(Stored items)
======

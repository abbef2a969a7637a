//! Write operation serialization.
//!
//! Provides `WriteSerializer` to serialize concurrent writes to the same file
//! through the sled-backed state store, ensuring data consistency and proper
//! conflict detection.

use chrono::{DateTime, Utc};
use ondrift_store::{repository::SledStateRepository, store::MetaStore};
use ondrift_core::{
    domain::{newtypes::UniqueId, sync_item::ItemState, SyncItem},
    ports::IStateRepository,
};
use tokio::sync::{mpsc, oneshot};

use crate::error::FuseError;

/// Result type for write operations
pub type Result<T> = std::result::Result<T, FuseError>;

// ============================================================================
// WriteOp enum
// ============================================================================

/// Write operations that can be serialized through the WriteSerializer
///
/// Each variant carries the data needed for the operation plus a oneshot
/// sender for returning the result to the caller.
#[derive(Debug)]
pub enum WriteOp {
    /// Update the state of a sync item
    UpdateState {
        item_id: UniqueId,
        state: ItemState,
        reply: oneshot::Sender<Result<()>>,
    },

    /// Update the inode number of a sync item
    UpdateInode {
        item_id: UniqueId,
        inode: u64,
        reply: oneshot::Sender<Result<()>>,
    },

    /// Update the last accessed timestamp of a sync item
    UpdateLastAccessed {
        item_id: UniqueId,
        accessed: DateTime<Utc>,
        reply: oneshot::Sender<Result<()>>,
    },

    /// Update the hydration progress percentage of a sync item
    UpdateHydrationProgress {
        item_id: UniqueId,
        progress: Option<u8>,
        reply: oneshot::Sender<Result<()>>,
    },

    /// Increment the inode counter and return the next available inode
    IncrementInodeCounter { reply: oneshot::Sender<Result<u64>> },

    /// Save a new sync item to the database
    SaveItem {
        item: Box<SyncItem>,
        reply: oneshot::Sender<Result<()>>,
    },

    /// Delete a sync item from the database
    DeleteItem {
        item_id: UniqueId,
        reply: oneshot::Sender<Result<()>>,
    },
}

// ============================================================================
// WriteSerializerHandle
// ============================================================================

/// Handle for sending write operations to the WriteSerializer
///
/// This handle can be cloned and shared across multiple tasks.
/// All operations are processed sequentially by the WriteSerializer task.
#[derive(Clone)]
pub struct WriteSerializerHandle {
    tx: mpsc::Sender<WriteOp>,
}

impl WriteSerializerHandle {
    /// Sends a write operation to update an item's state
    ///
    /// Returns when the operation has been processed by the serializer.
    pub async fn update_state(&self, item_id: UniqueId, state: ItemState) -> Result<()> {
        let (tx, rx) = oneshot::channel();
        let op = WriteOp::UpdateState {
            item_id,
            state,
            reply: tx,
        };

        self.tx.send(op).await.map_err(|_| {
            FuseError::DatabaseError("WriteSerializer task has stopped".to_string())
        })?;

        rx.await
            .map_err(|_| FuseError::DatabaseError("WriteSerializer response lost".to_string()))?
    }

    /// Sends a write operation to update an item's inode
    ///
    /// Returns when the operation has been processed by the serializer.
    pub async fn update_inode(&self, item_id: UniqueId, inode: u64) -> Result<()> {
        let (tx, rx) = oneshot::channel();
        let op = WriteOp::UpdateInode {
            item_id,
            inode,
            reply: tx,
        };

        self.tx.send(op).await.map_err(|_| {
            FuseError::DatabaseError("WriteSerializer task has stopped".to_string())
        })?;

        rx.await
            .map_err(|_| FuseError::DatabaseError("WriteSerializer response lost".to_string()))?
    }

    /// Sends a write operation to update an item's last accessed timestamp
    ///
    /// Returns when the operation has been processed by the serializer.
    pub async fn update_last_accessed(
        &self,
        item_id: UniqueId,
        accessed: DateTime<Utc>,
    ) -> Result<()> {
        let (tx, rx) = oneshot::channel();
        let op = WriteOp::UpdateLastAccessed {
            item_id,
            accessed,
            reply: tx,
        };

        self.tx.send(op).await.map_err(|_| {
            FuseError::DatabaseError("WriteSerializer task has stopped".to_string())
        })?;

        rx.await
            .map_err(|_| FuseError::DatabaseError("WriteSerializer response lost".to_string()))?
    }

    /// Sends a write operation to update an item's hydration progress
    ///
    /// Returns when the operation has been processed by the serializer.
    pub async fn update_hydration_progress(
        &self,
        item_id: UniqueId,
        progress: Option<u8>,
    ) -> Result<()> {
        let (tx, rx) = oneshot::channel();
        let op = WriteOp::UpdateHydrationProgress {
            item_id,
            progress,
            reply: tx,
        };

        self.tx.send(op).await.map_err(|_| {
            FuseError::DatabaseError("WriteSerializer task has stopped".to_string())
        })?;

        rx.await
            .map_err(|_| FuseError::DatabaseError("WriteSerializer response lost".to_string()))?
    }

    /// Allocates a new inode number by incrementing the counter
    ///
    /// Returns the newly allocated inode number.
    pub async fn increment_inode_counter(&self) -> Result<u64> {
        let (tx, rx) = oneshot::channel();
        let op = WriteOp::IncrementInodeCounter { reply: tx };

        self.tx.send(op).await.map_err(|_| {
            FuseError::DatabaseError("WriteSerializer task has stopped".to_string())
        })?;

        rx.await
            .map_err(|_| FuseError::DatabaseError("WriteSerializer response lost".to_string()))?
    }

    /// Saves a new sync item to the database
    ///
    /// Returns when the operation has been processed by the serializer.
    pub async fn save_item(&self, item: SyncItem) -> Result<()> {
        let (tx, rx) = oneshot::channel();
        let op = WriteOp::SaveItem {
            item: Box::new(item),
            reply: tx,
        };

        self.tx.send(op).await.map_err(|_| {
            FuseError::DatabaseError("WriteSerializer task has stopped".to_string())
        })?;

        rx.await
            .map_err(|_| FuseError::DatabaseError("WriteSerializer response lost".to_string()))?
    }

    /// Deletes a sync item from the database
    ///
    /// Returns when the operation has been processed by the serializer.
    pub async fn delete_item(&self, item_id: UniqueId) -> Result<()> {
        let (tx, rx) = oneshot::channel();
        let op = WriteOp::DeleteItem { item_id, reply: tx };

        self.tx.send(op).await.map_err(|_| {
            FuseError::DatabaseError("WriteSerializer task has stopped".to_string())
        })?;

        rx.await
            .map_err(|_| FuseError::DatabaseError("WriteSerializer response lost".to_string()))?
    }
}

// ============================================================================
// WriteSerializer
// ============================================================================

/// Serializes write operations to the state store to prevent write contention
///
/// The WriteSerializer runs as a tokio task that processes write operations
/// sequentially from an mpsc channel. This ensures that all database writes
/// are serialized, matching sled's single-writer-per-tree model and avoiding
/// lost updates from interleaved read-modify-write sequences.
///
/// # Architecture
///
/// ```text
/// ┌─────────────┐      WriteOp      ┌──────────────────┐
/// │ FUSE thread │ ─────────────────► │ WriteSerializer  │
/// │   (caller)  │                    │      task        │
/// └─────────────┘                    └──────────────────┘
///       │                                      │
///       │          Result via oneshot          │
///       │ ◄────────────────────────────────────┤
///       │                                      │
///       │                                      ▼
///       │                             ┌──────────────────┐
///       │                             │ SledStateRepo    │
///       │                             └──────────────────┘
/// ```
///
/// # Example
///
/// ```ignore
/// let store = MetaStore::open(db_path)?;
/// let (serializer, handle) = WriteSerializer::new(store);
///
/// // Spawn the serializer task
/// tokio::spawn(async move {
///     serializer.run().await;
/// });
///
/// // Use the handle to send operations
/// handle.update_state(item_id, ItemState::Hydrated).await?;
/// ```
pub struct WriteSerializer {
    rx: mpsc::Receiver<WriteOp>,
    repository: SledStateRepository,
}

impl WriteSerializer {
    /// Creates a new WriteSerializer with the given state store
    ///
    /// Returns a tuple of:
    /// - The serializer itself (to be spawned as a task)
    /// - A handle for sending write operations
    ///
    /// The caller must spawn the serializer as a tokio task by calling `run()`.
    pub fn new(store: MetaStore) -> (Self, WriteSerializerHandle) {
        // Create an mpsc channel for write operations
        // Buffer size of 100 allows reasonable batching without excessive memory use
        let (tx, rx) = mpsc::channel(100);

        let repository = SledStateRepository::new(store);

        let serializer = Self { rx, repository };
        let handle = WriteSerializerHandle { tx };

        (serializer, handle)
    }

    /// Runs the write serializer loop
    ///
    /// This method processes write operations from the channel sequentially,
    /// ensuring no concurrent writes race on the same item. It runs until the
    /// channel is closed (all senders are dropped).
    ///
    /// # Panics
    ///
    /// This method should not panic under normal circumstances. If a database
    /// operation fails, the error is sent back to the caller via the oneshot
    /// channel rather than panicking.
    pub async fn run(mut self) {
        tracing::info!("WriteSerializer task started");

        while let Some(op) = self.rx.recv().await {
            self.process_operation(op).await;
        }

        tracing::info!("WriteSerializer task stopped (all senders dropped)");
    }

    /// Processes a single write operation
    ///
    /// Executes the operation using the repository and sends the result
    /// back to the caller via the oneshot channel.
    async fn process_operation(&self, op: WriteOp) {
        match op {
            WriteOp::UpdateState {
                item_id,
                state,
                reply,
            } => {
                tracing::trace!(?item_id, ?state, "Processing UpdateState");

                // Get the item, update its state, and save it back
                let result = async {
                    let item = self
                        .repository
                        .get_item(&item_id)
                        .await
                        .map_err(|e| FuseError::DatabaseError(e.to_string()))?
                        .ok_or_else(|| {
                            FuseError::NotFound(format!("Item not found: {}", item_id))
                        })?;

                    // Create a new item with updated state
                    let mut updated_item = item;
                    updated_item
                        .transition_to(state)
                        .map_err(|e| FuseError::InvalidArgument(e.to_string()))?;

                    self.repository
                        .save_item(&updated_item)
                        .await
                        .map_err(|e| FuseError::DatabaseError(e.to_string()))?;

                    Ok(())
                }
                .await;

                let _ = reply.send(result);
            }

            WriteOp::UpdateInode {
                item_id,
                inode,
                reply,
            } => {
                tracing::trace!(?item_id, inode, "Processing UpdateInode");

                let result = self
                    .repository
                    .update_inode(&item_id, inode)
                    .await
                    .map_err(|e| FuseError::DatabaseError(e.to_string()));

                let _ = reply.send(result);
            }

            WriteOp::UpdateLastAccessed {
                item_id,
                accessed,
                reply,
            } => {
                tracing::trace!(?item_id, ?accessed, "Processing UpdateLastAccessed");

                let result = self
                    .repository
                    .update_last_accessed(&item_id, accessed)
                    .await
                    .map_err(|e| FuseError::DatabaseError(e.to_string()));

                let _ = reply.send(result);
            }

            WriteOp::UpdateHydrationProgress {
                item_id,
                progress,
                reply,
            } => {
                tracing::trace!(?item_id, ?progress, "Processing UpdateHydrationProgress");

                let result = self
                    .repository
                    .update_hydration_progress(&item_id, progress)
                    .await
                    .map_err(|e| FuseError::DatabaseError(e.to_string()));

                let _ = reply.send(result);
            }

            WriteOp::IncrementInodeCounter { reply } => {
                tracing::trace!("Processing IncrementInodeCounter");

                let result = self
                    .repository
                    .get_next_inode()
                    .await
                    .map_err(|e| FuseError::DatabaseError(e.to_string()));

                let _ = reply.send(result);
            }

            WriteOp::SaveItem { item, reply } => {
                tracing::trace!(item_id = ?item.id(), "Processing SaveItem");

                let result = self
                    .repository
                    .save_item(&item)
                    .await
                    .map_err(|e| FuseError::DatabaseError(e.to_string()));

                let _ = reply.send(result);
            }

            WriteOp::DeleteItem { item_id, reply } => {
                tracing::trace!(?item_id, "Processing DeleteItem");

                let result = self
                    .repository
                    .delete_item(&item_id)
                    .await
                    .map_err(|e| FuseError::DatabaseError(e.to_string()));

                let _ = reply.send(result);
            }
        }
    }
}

======

*Problem to solve*
In the records above, collect each line with "async".

*Your response*
    pub async fn update_state(&self, item_id: UniqueId, state: ItemState) -> Result<()> {
    pub async fn update_inode(&self, item_id: UniqueId, inode: u64) -> Result<()> {
    pub async fn update_last_accessed(
    pub async fn update_hydration_progress(
    pub async fn increment_inode_counter(&self) -> Result<u64> {
    pub async fn save_item(&self, item: SyncItem) -> Result<()> {
    pub async fn delete_item(&self, item_id: UniqueId) -> Result<()> {
/// tokio::spawn(async move {
    pub async fn run(mut self) {
    async fn process_operation(&self, op: WriteOp) {
                let result = async {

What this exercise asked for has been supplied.